# Precision & Recall — An Illustrative

Last Updated on July 25, 2023 by Editorial Team

#### Author(s): Yalda Shankar

Originally published on Towards AI.

Precision and Recall are two evaluation metrics, used to measure the performance of a classification algorithm (that outputs discrete labels) in machine learning / information retrieval. The metrics may possibly be used for continuous output variables (like in a regression algorithm) by discretising them using value ranges or intervals [1]; however, such a usage is rare.

To build an intuition about Precision and Recall, let us consider a binary classification problem, i.e., having two output labels. We can define precision and recall for each class C1 and C2. For any class C*,

• Precision tells us how many objects categorized as C* are correct.
• Recall tells us how many objects belonging to C* were categorized as C*.

Let us understand this better, taking the example of airport security check-in. Here, the main problem is to identify the presence of any prohibited items in the baggage, like pet, liquid, weapon, etc.

Classes — Let us consider three classes, pet, liquid, and weapon. Precision and Recall can be calculated for each class.

Class of Interest — Let us say that we target the class Pet

Model / AI Algorithm Prediction — The airport scanner using AI algorithm, asks the question (Is there a pet?)

The AI predictions (predicted_y) can answer :

• Yes ⇒ Positive Prediction
• No ⇒ Negative Prediction

Comparison with Actual Labels — The security in charge then asks the question (Does the AI predicted result match the actual label?) (predicted_y == actual_y?). The answers can be:

• Yes ⇒ True (AI prediction was Correct)
• No ⇒ False (AI prediction was Wrong)

Thus we have four combinations :

• True Positives (TP) ⇒ [ Correct Detection ]
Pet detected, and there was indeed a pet
• True Negatives (TN) ⇒ [ Correct Rejection ]
No Pet was Detected, and there was indeed no pet
• False Positives (FP) ⇒ [ Wrong Detection ]
Pet detected, but there was no pet
(overestimation, meaning the AI model brings other objects to the class)
• False Negatives (FN) ⇒ [ Wrong Rejection ]
No pet was detected, but there was a pet
(missing objects, meaning the model takes out the desired objects)

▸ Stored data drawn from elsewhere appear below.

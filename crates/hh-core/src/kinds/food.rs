//! Food: items that restore HP when eaten.

/// Something a character can eat to recover HP.
#[derive(Debug, Clone, Copy, Default, PartialEq, Eq)]
pub struct Food {
    /// HP restored when eaten.
    pub restores: i32,
}
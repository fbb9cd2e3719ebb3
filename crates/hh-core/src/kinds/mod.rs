//! Type-specific state and behavior for live objects.

pub mod armour;
pub mod character;
pub mod door;
pub mod food;
pub mod weapon;

pub use armour::Armour;
pub use character::{AttackRoll, Character};
pub use door::Door;
pub use food::Food;
pub use weapon::{Attack, Weapon};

Precision is defined as TP / (TP + FP).
A recall is defined as TP / (TP + FN).

Precision and Recall generally (in most real-world scenarios) have an inverse relationship, i.e., if one increases, the other decreases. This happens because:

• As we raise the detection threshold (a number between 0 and 1, above which detection is positive, else negative), we get more conservative in the positive predictions, which may then cause us to miss some actual positive instances, thereby reducing recall.
In other words, when we reduce FP, FN may increase.
• Conversely, if we lower the detection threshold, we predict more positive instances, thereby increasing recall, but that leads to more false positives, leading to lower precision.
In other words, in a bid to decrease FN, FP tends to increase.

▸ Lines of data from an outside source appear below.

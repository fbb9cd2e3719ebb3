use std::collections::BTreeMap;

use hh_core::container::{move_within, transfer};
use hh_core::{Direction, InstanceId, LiveObject, Location};
use hh_factory::ObjectFactory;
use tracing::info;

use crate::error::{SimError, SimResult};

/// Every location of a running game, plus the doors between them.
///
/// Doors live here rather than inside a location so that both sides of a
/// doorway see the same lock state.
#[derive(Debug, Clone, Default, PartialEq)]
pub struct World {
    locations: BTreeMap<String, Location>,
    doors: BTreeMap<String, LiveObject>,
}

impl World {
    /// An empty world.
    pub fn new() -> Self {
        Self::default()
    }

    /// Build a fresh world from every location the factory knows about.
    pub fn from_factory(factory: &ObjectFactory) -> SimResult<Self> {
        let locations = factory.create_all_locations()?;
        let doors = factory.create_exit_doors(&locations)?;
        info!(
            locations = locations.len(),
            doors = doors.len(),
            "world built"
        );
        Ok(Self { locations, doors })
    }

    /// Discard everything and rebuild from the factory. On failure the
    /// current world is left untouched.
    pub fn reset(&mut self, factory: &ObjectFactory) -> SimResult<()> {
        *self = Self::from_factory(factory)?;
        Ok(())
    }

    /// Add a location, replacing any with the same ID.
    pub fn insert_location(&mut self, location: Location) {
        self.locations.insert(location.id.clone(), location);
    }

    /// Add a door, replacing any with the same ID.
    pub fn insert_door(&mut self, door: LiveObject) {
        self.doors.insert(door.id.clone(), door);
    }

    /// The location with this ID.
    pub fn location(&self, id: &str) -> Option<&Location> {
        self.locations.get(id)
    }

    /// Mutable access to the location with this ID.
    pub fn location_mut(&mut self, id: &str) -> Option<&mut Location> {
        self.locations.get_mut(id)
    }

    /// All locations, ordered by ID.
    pub fn locations(&self) -> impl Iterator<Item = &Location> {
        self.locations.values()
    }

    /// IDs of all locations, sorted.
    pub fn location_ids(&self) -> Vec<String> {
        self.locations.keys().cloned().collect()
    }

    /// The location play begins in: the one marked as start, or the first
    /// by ID if none is.
    pub fn start_location(&self) -> Option<&Location> {
        self.locations
            .values()
            .find(|l| l.start)
            .or_else(|| self.locations.values().next())
    }

    /// The door with this ID.
    pub fn door(&self, id: &str) -> Option<&LiveObject> {
        self.doors.get(id)
    }

    /// The ID of the location holding `instance` anywhere in its tree.
    pub fn locate(&self, instance: InstanceId) -> Option<&str> {
        self.locations
            .values()
            .find(|l| l.root.contains_instance(instance))
            .map(|l| l.id.as_str())
    }

    /// Find the first object stamped from record `id`, searching locations
    /// in ID order. Returns the location ID and the object's instance.
    pub fn find_by_id(&self, id: &str) -> Option<(&str, InstanceId)> {
        self.locations.values().find_map(|l| {
            l.root
                .find_by_id(id)
                .map(|found| (l.id.as_str(), found.object.instance))
        })
    }

    fn require_location(&self, id: &str) -> SimResult<&Location> {
        self.location(id)
            .ok_or_else(|| SimError::LocationNotFound(id.to_string()))
    }

    fn require_location_mut(&mut self, id: &str) -> SimResult<&mut Location> {
        self.location_mut(id)
            .ok_or_else(|| SimError::LocationNotFound(id.to_string()))
    }

    /// Where the exit in `direction` leads. Fails if there is no such exit
    /// or its door is locked.
    pub fn exit_destination(&self, location: &str, direction: Direction) -> SimResult<&str> {
        let exit = self
            .require_location(location)?
            .exit(direction)
            .ok_or(SimError::NoExit { direction })?;

        if let Some(door_id) = &exit.door {
            let door = self
                .doors
                .get(door_id)
                .ok_or_else(|| SimError::DoorNotFound(door_id.clone()))?;
            if door.as_door().is_some_and(|d| d.locked) {
                return Err(SimError::DoorLocked {
                    door: door.name.clone(),
                });
            }
        }
        Ok(&exit.destination)
    }

    /// Unlock a door with a candidate key.
    pub fn unlock_door(&mut self, door_id: &str, key: &LiveObject) -> SimResult<()> {
        let door = self
            .doors
            .get_mut(door_id)
            .ok_or_else(|| SimError::DoorNotFound(door_id.to_string()))?;
        door.unlock(key).map_err(SimError::Unlock)
    }

    /// Move an object to another holder in the same location. `target` may
    /// be the location root.
    pub fn move_object(
        &mut self,
        location: &str,
        instance: InstanceId,
        target: InstanceId,
    ) -> SimResult<()> {
        let location = self.require_location_mut(location)?;
        move_within(&mut location.root, instance, target)?;
        Ok(())
    }

    /// Move an object from anywhere in one location to the floor of
    /// another. The move is atomic: on failure nothing changes.
    pub fn transfer(&mut self, from: &str, to: &str, instance: InstanceId) -> SimResult<()> {
        if from == to {
            let location = self.require_location_mut(from)?;
            let root = location.root.instance;
            move_within(&mut location.root, instance, root)?;
            return Ok(());
        }

        self.require_location(from)?;
        let mut destination = self
            .locations
            .remove(to)
            .ok_or_else(|| SimError::LocationNotFound(to.to_string()))?;
        let result = match self.locations.get_mut(from) {
            Some(source) => {
                transfer(&mut source.root, &mut destination.root, instance).map_err(SimError::from)
            }
            None => Err(SimError::LocationNotFound(from.to_string())),
        };
        self.locations.insert(to.to_string(), destination);
        result
    }

    /// Add `target` to the fight set of `attacker`. Both must be living
    /// characters in the same location.
    pub fn add_fight_opponent(
        &mut self,
        location: &str,
        attacker: InstanceId,
        target: InstanceId,
    ) -> SimResult<()> {
        let location_id = location;
        let location = self.require_location_mut(location_id)?;
        let not_found = |instance| SimError::ObjectNotFound {
            location: location_id.to_string(),
            instance,
        };

        let target_object = location
            .root
            .get_instance(target)
            .ok_or_else(|| not_found(target))?;
        if target_object.as_character().is_none() || attacker == target {
            return Err(SimError::NotACharacter(target_object.name.clone()));
        }

        let attacker_object = location
            .root
            .get_instance_mut(attacker)
            .ok_or_else(|| not_found(attacker))?;
        let name = attacker_object.name.clone();
        let character = attacker_object
            .as_character_mut()
            .ok_or(SimError::NotACharacter(name))?;
        character.add_fight_opponent(target);
        Ok(())
    }
}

In practice, this trade-off between precision and recall is qualitatively visualized using a precision-recall curve and quantitatively managed using the F1 score —

F1 score is the harmonic mean of precision and recall. It can help in finding a balance between precision and recall, optimising the classifier’s performance based on the specific problem and application requirements.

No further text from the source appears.